Not too long ago I shared about how I required a small surgery due to my history with melanoma and atypical results from a biopsy. I wrestled through that experience and struggled when I found myself back in a familiar – a place that I didn’t want to be. A place characterized by medical visits, waiting for pathology results, following post-surgery care instructions, and generally thinking about melanoma again.
Now that it’s been a few weeks since that surgery, I’m the proud owner of a sizable scar on my left arm. Although it is healing nicely, and the scar itself looks smooth, there is a noticeable indentation in my arm. It is a little scoopy and a little swoopy. I’d like to think of it as my latest little conversation piece. Actually, it was exactly that the other day. I was chatting with another woman, she looked down and noticed it, and she said, “oh, it is like you have a little speed bump!”
Folks. A speed bump. I laughed out loud – hard – over that one.
If you’ve been hanging around my blog for any length of time you’ve likely heard that my nickname amongst my closest friends and colleagues is The Tornado. I tend to favor a pace in life that is a bit fast and furious.

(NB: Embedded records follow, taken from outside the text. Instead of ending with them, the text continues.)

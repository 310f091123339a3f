//! Ownership wiring between parents and children.

use crate::context::Context;
use crate::error::{CoreError, CoreResult};
use crate::model::Entity;
use crate::predicate::Predicate;
use crate::types::SequenceNumber;
use tracing::debug;

/// Attaches children to their owning parent within one context and saves
/// the whole batch at once.
///
/// A parent's owned collection is not stored; [`Self::children`] derives it
/// from the children's back-references, so it is consistent immediately
/// after an attach.
#[derive(Debug)]
pub struct RelationshipResolver<'a> {
    context: &'a Context,
    attached: usize,
}

impl<'a> RelationshipResolver<'a> {
    /// Starts a batch on `context`.
    #[must_use]
    pub fn new(context: &'a Context) -> Self {
        Self {
            context,
            attached: 0,
        }
    }

    /// Points `child`'s back-reference at `parent` and stages the change.
    ///
    /// # Errors
    ///
    /// Returns `InvalidRequest` when either entity belongs to another
    /// context or `C` has no relationship to `P`.
    pub fn attach_child<P: Entity, C: Entity>(&mut self, parent: &P, child: &mut C) -> CoreResult<()> {
        self.context.check_binding(parent)?;
        self.context.check_binding(child)?;
        let name = self.back_reference::<P, C>()?;

        child.set_relation(&name, Some(parent.id()));
        self.context.update(child)?;
        self.attached += 1;
        Ok(())
    }

    /// Children of `parent`, in creation order, as this context sees them.
    ///
    /// # Errors
    ///
    /// Returns `InvalidRequest` for a foreign parent or a missing
    /// relationship, or any fetch error.
    pub fn children<P: Entity, C: Entity>(&self, parent: &P) -> CoreResult<Vec<C>> {
        self.context.check_binding(parent)?;
        let name = self.back_reference::<P, C>()?;
        self.context
            .fetch(Some(&Predicate::related_to(name, parent.id())), &[])
    }

    /// Number of children attached so far.
    #[must_use]
    pub fn attached(&self) -> usize {
        self.attached
    }

    /// Saves the context once for the whole batch.
    ///
    /// # Errors
    ///
    /// Returns the save failure; the context has been rolled back.
    pub fn commit(self) -> CoreResult<SequenceNumber> {
        let sequence = self.context.try_save()?;
        debug!(context = %self.context.id(), attached = self.attached, %sequence, "relationship batch saved");
        Ok(sequence)
    }

    fn back_reference<P: Entity, C: Entity>(&self) -> CoreResult<String> {
        self.context
            .describe(C::ENTITY_NAME)
            .and_then(|d| d.relationships.iter().find(|r| r.destination == P::ENTITY_NAME))
            .map(|r| r.name.clone())
            .ok_or_else(|| {
                CoreError::invalid_request(format!(
                    "{} has no relationship to {}",
                    C::ENTITY_NAME,
                    P::ENTITY_NAME
                ))
            })
    }
}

This lady had me pegged. I am the kind of person that occasionally needs to be humbled and reminded of my humanity. Left to my own devices, I trend toward a belief that I can keep pushing and hustling with an invincibility that defies the typical human experience. But guess what? I’m only human. And now I bear the scooping and swooping reminder on my arm that I am breakable and I have limits. I have a speed bump.
The Paradox of Our Scars
There is a weird and bittersweet beauty to realizing we have limits and can’t do it all. We do need help. Leaning into our humanity with ownership is freeing.
Allowing our scars to remind us of our fragility isn’t such a bad thing. The week of my surgery I’m certain food never tasted so good, the laughter of my children never sounded so delightful, and hugs from my husband were never so comforting. When the painful reality of life stares us in the eyes we have an opportunity to look beyond it to the brilliant beauty of light and goodness. As we are reminded in John 1:5, “The light shines in the darkness, and the darkness has not overcome it.” My speed bump reminds me that I will not be overcome by darkness. I have endured melanoma, and the journey as a melanoma survivor, cloaked in love, light, and community.

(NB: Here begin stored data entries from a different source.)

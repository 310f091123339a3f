//! Store configuration.

use crate::schema::Schema;
use std::time::Duration;

/// Configuration for opening a store.
#[derive(Debug, Clone)]
pub struct Config {
    /// Create the store directory if it doesn't exist.
    pub create_if_missing: bool,

    /// Sync the journal to stable storage on every commit (safer, slower).
    pub sync_on_commit: bool,

    /// Default bound on how long a save waits for the commit lock.
    /// `None` waits indefinitely.
    pub save_timeout: Option<Duration>,

    /// Entities the store holds.
    pub schema: Schema,
}

impl Default for Config {
    fn default() -> Self {
        Self {
            create_if_missing: true,
            sync_on_commit: true,
            save_timeout: None,
            schema: Schema::ledger(),
        }
    }
}

impl Config {
    /// Creates a configuration with default values.
    #[must_use]
    pub fn new() -> Self {
        Self::default()
    }

    /// Sets whether to create the store if missing.
    #[must_use]
    pub const fn create_if_missing(mut self, value: bool) -> Self {
        self.create_if_missing = value;
        self
    }

    /// Sets whether to sync the journal on every commit.
    #[must_use]
    pub const fn sync_on_commit(mut self, value: bool) -> Self {
        self.sync_on_commit = value;
        self
    }

    /// Sets the default save timeout.
    #[must_use]
    pub const fn save_timeout(mut self, timeout: Duration) -> Self {
        self.save_timeout = Some(timeout);
        self
    }

    /// Replaces the schema.
    #[must_use]
    pub fn schema(mut self, schema: Schema) -> Self {
        self.schema = schema;
        self
    }
}

#[cfg(test)]
mod tests {
    use super::*;

    #[test]
    fn default_config() {
        let config = Config::default();
        assert!(config.create_if_missing);
        assert!(config.sync_on_commit);
        assert_eq!(config.save_timeout, None);
        assert!(config.schema.describe("Account").is_some());
        assert!(config.schema.describe("Transaction").is_some());
    }

    #[test]
    fn builder_pattern() {
        let config = Config::new()
            .create_if_missing(false)
            .sync_on_commit(false)
            .save_timeout(Duration::from_millis(250))
            .schema(Schema::new());

        assert!(!config.create_if_missing);
        assert!(!config.sync_on_commit);
        assert_eq!(config.save_timeout, Some(Duration::from_millis(250)));
        assert_eq!(config.schema.entities().count(), 0);
    }
}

Simultaneously, looking at our scars is a reminder of how tenaciously strong we are. I beat melanoma. Let me say that again for those in the back – I beat melanoma! I had the emotional resolve, physical strength, and faith convictions necessary to fight forward. Are you clapping out loud right now? Because I am! Through the my faith in the Lord, the love of my family, and my will to conquer, I was able to rise above skin cancer. Not just in the physical sense. Emotionally, I am choosing to beat melanoma by my refusal to live a fear-filled life. My speed bump on my arm reminds me of that.
Pain might slow me down sometimes. My humanity may make me pause. But on the other side of a slow down is an opportunity to accelerate and use my momentum to love others well. To open up about all I have been through in a way that makes others feel seen, heard, and valid. You have this same opportunity.

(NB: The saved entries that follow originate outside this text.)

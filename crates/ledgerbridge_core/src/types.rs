//! Small identifier types shared across the core.

use serde::{Deserialize, Serialize};
use std::fmt;

/// Commit sequence number.
///
/// Every successful save gets the next number; the highest one is the
/// current store generation.
#[derive(Debug, Clone, Copy, PartialEq, Eq, PartialOrd, Ord, Hash, Serialize, Deserialize)]
pub struct SequenceNumber(pub u64);

impl SequenceNumber {
    /// Creates a sequence number.
    #[must_use]
    pub const fn new(seq: u64) -> Self {
        Self(seq)
    }

    /// Returns the raw value.
    #[must_use]
    pub const fn as_u64(self) -> u64 {
        self.0
    }

    /// Returns the following sequence number.
    #[must_use]
    pub const fn next(self) -> Self {
        Self(self.0 + 1)
    }
}

impl fmt::Display for SequenceNumber {
    fn fmt(&self, f: &mut fmt::Formatter<'_>) -> fmt::Result {
        write!(f, "seq:{}", self.0)
    }
}

/// Identifier of a context handed out by a store.
///
/// Ids are never reused within one store instance.
#[derive(Debug, Clone, Copy, PartialEq, Eq, PartialOrd, Ord, Hash)]
pub struct ContextId(pub u64);

impl ContextId {
    /// Creates a context id.
    #[must_use]
    pub const fn new(id: u64) -> Self {
        Self(id)
    }

    /// Returns the raw value.
    #[must_use]
    pub const fn as_u64(self) -> u64 {
        self.0
    }
}

impl fmt::Display for ContextId {
    fn fmt(&self, f: &mut fmt::Formatter<'_>) -> fmt::Result {
        write!(f, "ctx:{}", self.0)
    }
}

/// Which access path a context serves.
#[derive(Debug, Clone, Copy, PartialEq, Eq, Hash)]
pub enum ContextRole {
    /// The long-lived, read-mostly context used by presentation code.
    Foreground,
    /// A short-lived context for one batch of writes.
    Background,
}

What are your speed bumps?
I am curious about the speed bumps you have encountered as you have journeyed through life. Your souvenirs of the unexpected detours may not be across your arm – they may not even be something visible – but they are there. Today, I officially challenge you to talk about your speed bump. Talk about the thing that reminds you of the paradox of being humbled by our humanity but also rising strong in the face of adversity. The rest of us are waiting for that honest story that will undoubtedly encourage us in the process. You serve no one by holding tightly to the things you have endured and overcome – bless us through your journey.
Let’s make a pinky promise to keep being vulnerable about the tough stuff. I’ll keep talking about my speed bump if you will pledge to also talk about yours. I feel certain that through this courageous act we will help others rise.